## EXERCISE DESCRIPTION
For every line in the records below that holds "VelocityX", make a copy.

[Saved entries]
//! Boundary profiles evaluated per face centroid.

use crate::adapter::datum::HeightDatum;
use crate::atmosphere::WindProfileModel;
use crate::core_types::Position;
use rayon::prelude::*;
use serde::{Deserialize, Serialize};

/// A scalar boundary field the host samples once per boundary face
///
/// Implementors must be pure: the host may evaluate faces in any order and
/// from any number of threads.
pub trait BoundaryProfile: Send + Sync {
    /// Value of the field at a face centroid
    fn evaluate_at(&self, position: &Position) -> f64;

    /// Evaluate a batch of centroids in parallel
    fn evaluate_faces(&self, centroids: &[Position]) -> Vec<f64> {
        centroids.par_iter().map(|p| self.evaluate_at(p)).collect()
    }

    /// Evaluate a batch of centroids into a host-owned buffer
    ///
    /// Only `min(centroids.len(), out.len())` entries are written.
    fn evaluate_faces_into(&self, centroids: &[Position], out: &mut [f64]) {
        out.par_iter_mut()
            .zip(centroids.par_iter())
            .for_each(|(slot, p)| *slot = self.evaluate_at(p));
    }
}

/// Quantity of the wind profile exposed as a boundary field
#[derive(Debug, Clone, Copy, PartialEq, Eq, Hash, Serialize, Deserialize)]
pub enum WindQuantity {
    /// x velocity component (m/s)
    VelocityX,
    /// y velocity component (m/s)
    VelocityY,
    /// Turbulent kinetic energy (m²/s²)
    TurbulentKineticEnergy,
    /// Dissipation rate ε (m²/s³)
    DissipationRate,
    /// Specific dissipation rate ω (1/s)
    SpecificDissipationRate,
}

impl WindQuantity {
    /// Every quantity, in host registration order
    pub const ALL: [WindQuantity; 5] = [
        WindQuantity::VelocityX,
        WindQuantity::VelocityY,
        WindQuantity::TurbulentKineticEnergy,
        WindQuantity::DissipationRate,
        WindQuantity::SpecificDissipationRate,
    ];

    /// Evaluate this quantity at height `z` above the datum
    pub fn evaluate(self, model: &WindProfileModel, z: f64) -> f64 {
        match self {
            WindQuantity::VelocityX => model.velocity(z).0,
            WindQuantity::VelocityY => model.velocity(z).1,
            WindQuantity::TurbulentKineticEnergy => model.turbulent_kinetic_energy(z),
            WindQuantity::DissipationRate => model.dissipation_rate(z),
            WindQuantity::SpecificDissipationRate => model.specific_dissipation_rate(z),
        }
    }
}

/// One wind profile quantity bound to a ground datum
#[derive(Debug, Clone, Copy, PartialEq)]
pub struct WindBoundary {
    /// Quantity written to the boundary
    pub quantity: WindQuantity,
    /// Profile the quantity is taken from
    pub model: WindProfileModel,
    /// Ground reference for face heights
    pub datum: HeightDatum,
}

impl WindBoundary {
    /// Bind `quantity` of `model` to `datum`
    pub fn new(quantity: WindQuantity, model: WindProfileModel, datum: HeightDatum) -> Self {
        Self {
            quantity,
            model,
            datum,
        }
    }
}

impl BoundaryProfile for WindBoundary {
    fn evaluate_at(&self, position: &Position) -> f64 {
        let z = self.datum.height_of(position);
        self.quantity.evaluate(&self.model, z)
    }
}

## TASK RESPONSE
    VelocityX,
        WindQuantity::VelocityX,
            WindQuantity::VelocityX => model.velocity(z).0,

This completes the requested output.